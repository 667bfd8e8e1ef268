//! Data store boundary.
//!
//! Every operation goes through [`Store`]. Implementations must make each
//! method atomic on its own: multi-row mutations run in one transaction and
//! conditional status writes are a single compare-and-set.
//!
//! - [`PgStore`]: PostgreSQL via sqlx, used by the server binary
//! - [`MemoryStore`]: in-process tables behind one lock, used by tests

pub mod memory;
pub mod postgres;

use async_trait::async_trait;
use thiserror::Error;

use crate::domain::aggregates::{
    Answer, DeletedOrder, NewOrder, Order, OrderLineItem, Product, PurgeCounts, Question, Review, ReviewVideo,
    Transition,
};
use crate::domain::value_objects::{ModerationStatus, OrderStatus};

pub use memory::MemoryStore;
pub use postgres::PgStore;

#[derive(Debug, Error)]
pub enum StoreError {
    #[error("database error: {0}")]
    Database(#[from] sqlx::Error),

    /// A stored value cannot be mapped back to the domain (e.g. an unknown
    /// status literal).
    #[error("data corruption: {0}")]
    DataCorruption(String),
}

pub type StoreResult<T> = Result<T, StoreError>;

/// One-based page window.
#[derive(Clone, Copy, Debug, PartialEq, Eq)]
pub struct Page {
    pub page: u32,
    pub limit: u32,
}

impl Page {
    pub const DEFAULT_LIMIT: u32 = 20;
    pub const MAX_LIMIT: u32 = 100;

    pub fn new(page: Option<u32>, limit: Option<u32>) -> Self {
        Self {
            page: page.unwrap_or(1).max(1),
            limit: limit.unwrap_or(Self::DEFAULT_LIMIT).clamp(1, Self::MAX_LIMIT),
        }
    }

    pub fn offset(&self) -> u64 { u64::from(self.page - 1) * u64::from(self.limit) }
}

impl Default for Page {
    fn default() -> Self { Self::new(None, None) }
}

#[async_trait]
pub trait Store: Send + Sync {
    async fn user_exists(&self, user_id: &str) -> StoreResult<bool>;

    // Catalog
    async fn insert_product(&self, product: &Product) -> StoreResult<()>;
    async fn find_product(&self, id: &str) -> StoreResult<Option<Product>>;
    async fn find_products(&self, ids: &[String]) -> StoreResult<Vec<Product>>;

    // Orders
    /// Insert the order (PENDING) and all of its line items together.
    async fn insert_order(&self, order: &NewOrder) -> StoreResult<Order>;
    async fn find_order(&self, id: &str) -> StoreResult<Option<Order>>;
    /// Lookup by the payment reference handed to the payment provider.
    async fn find_order_by_reference(&self, reference: &str) -> StoreResult<Option<Order>>;
    async fn line_items(&self, order_id: &str) -> StoreResult<Vec<OrderLineItem>>;
    /// Newest first. `user_id = None` lists every order.
    async fn list_orders(&self, user_id: Option<&str>, page: Page) -> StoreResult<(Vec<Order>, i64)>;
    /// Unconditional write. `None` when the order does not exist.
    async fn set_order_status(&self, id: &str, status: OrderStatus) -> StoreResult<Option<Order>>;
    /// Write `to` only if the stored status is still `from`.
    async fn transition_order_status(&self, id: &str, from: OrderStatus, to: OrderStatus)
        -> StoreResult<Option<Transition>>;
    /// Delete the line items, then the order, in one transaction. `None`
    /// (and nothing deleted) when the order does not exist.
    async fn delete_order_cascade(&self, id: &str) -> StoreResult<Option<DeletedOrder>>;
    async fn delete_orders_for_user(&self, user_id: &str) -> StoreResult<PurgeCounts>;

    // Moderation
    /// Newest first, optionally restricted to one status.
    async fn list_reviews(&self, status: Option<ModerationStatus>) -> StoreResult<Vec<Review>>;
    async fn set_review_status(&self, id: &str, status: ModerationStatus) -> StoreResult<Option<Review>>;
    /// Newest first, optionally restricted to one status.
    async fn list_review_videos(&self, status: Option<ModerationStatus>) -> StoreResult<Vec<ReviewVideo>>;
    async fn set_review_video_status(&self, id: &str, status: ModerationStatus) -> StoreResult<Option<ReviewVideo>>;

    // Q&A
    async fn insert_question(&self, question: &Question) -> StoreResult<()>;
    async fn find_question(&self, id: &str) -> StoreResult<Option<Question>>;
    async fn insert_answer(&self, answer: &Answer) -> StoreResult<()>;

    // Sourcing
    /// Delete staging rows, all of them or only those in `status`.
    async fn delete_sourced_products(&self, status: Option<&str>) -> StoreResult<u64>;
}

#[cfg(test)]
mod tests {
    use super::*;

    #[test]
    fn test_page_clamping() {
        assert_eq!(Page::new(None, None), Page { page: 1, limit: 20 });
        assert_eq!(Page::new(Some(0), Some(0)), Page { page: 1, limit: 1 });
        assert_eq!(Page::new(Some(3), Some(500)), Page { page: 3, limit: 100 });
        assert_eq!(Page::new(Some(3), Some(10)).offset(), 20);
    }
}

============

## The task
An exact transcription of all the entries is needed.

## Task response
repository 667bfd8e8e1ef268
//! Data store boundary.
//!
//! Every operation goes through [`Store`]. Implementations must make each
//! method atomic on its own: multi-row mutations run in one transaction and
//! conditional status writes are a single compare-and-set.
//!
//! - [`PgStore`]: PostgreSQL via sqlx, used by the server binary
//! - [`MemoryStore`]: in-process tables behind one lock, used by tests

pub mod memory;
pub mod postgres;

use async_trait::async_trait;
use thiserror::Error;

use crate::domain::aggregates::{
    Answer, DeletedOrder, NewOrder, Order, OrderLineItem, Product, PurgeCounts, Question, Review, ReviewVideo,
    Transition,
};
use crate::domain::value_objects::{ModerationStatus, OrderStatus};

pub use memory::MemoryStore;
pub use postgres::PgStore;

#[derive(Debug, Error)]
pub enum StoreError {
    #[error("database error: {0}")]
    Database(#[from] sqlx::Error),

    /// A stored value cannot be mapped back to the domain (e.g. an unknown
    /// status literal).
    #[error("data corruption: {0}")]
    DataCorruption(String),
}

pub type StoreResult<T> = Result<T, StoreError>;

/// One-based page window.
#[derive(Clone, Copy, Debug, PartialEq, Eq)]
pub struct Page {
    pub page: u32,
    pub limit: u32,
}

impl Page {
    pub const DEFAULT_LIMIT: u32 = 20;
    pub const MAX_LIMIT: u32 = 100;

    pub fn new(page: Option<u32>, limit: Option<u32>) -> Self {
        Self {
            page: page.unwrap_or(1).max(1),
            limit: limit.unwrap_or(Self::DEFAULT_LIMIT).clamp(1, Self::MAX_LIMIT),
        }
    }

    pub fn offset(&self) -> u64 { u64::from(self.page - 1) * u64::from(self.limit) }
}

impl Default for Page {
    fn default() -> Self { Self::new(None, None) }
}

#[async_trait]
pub trait Store: Send + Sync {
    async fn user_exists(&self, user_id: &str) -> StoreResult<bool>;

    // Catalog
    async fn insert_product(&self, product: &Product) -> StoreResult<()>;
    async fn find_product(&self, id: &str) -> StoreResult<Option<Product>>;
    async fn find_products(&self, ids: &[String]) -> StoreResult<Vec<Product>>;

    // Orders
    /// Insert the order (PENDING) and all of its line items together.
    async fn insert_order(&self, order: &NewOrder) -> StoreResult<Order>;
    async fn find_order(&self, id: &str) -> StoreResult<Option<Order>>;
    /// Lookup by the payment reference handed to the payment provider.
    async fn find_order_by_reference(&self, reference: &str) -> StoreResult<Option<Order>>;
    async fn line_items(&self, order_id: &str) -> StoreResult<Vec<OrderLineItem>>;
    /// Newest first. `user_id = None` lists every order.
    async fn list_orders(&self, user_id: Option<&str>, page: Page) -> StoreResult<(Vec<Order>, i64)>;
    /// Unconditional write. `None` when the order does not exist.
    async fn set_order_status(&self, id: &str, status: OrderStatus) -> StoreResult<Option<Order>>;
    /// Write `to` only if the stored status is still `from`.
    async fn transition_order_status(&self, id: &str, from: OrderStatus, to: OrderStatus)
        -> StoreResult<Option<Transition>>;
    /// Delete the line items, then the order, in one transaction. `None`
    /// (and nothing deleted) when the order does not exist.
    async fn delete_order_cascade(&self, id: &str) -> StoreResult<Option<DeletedOrder>>;
    async fn delete_orders_for_user(&self, user_id: &str) -> StoreResult<PurgeCounts>;

    // Moderation
    /// Newest first, optionally restricted to one status.
    async fn list_reviews(&self, status: Option<ModerationStatus>) -> StoreResult<Vec<Review>>;
    async fn set_review_status(&self, id: &str, status: ModerationStatus) -> StoreResult<Option<Review>>;
    /// Newest first, optionally restricted to one status.
    async fn list_review_videos(&self, status: Option<ModerationStatus>) -> StoreResult<Vec<ReviewVideo>>;
    async fn set_review_video_status(&self, id: &str, status: ModerationStatus) -> StoreResult<Option<ReviewVideo>>;

    // Q&A
    async fn insert_question(&self, question: &Question) -> StoreResult<()>;
    async fn find_question(&self, id: &str) -> StoreResult<Option<Question>>;
    async fn insert_answer(&self, answer: &Answer) -> StoreResult<()>;

    // Sourcing
    /// Delete staging rows, all of them or only those in `status`.
    async fn delete_sourced_products(&self, status: Option<&str>) -> StoreResult<u64>;
}

#[cfg(test)]
mod tests {
    use super::*;

    #[test]
    fn test_page_clamping() {
        assert_eq!(Page::new(None, None), Page { page: 1, limit: 20 });
        assert_eq!(Page::new(Some(0), Some(0)), Page { page: 1, limit: 1 });
        assert_eq!(Page::new(Some(3), Some(500)), Page { page: 3, limit: 100 });
        assert_eq!(Page::new(Some(3), Some(10)).offset(), 20);
    }
}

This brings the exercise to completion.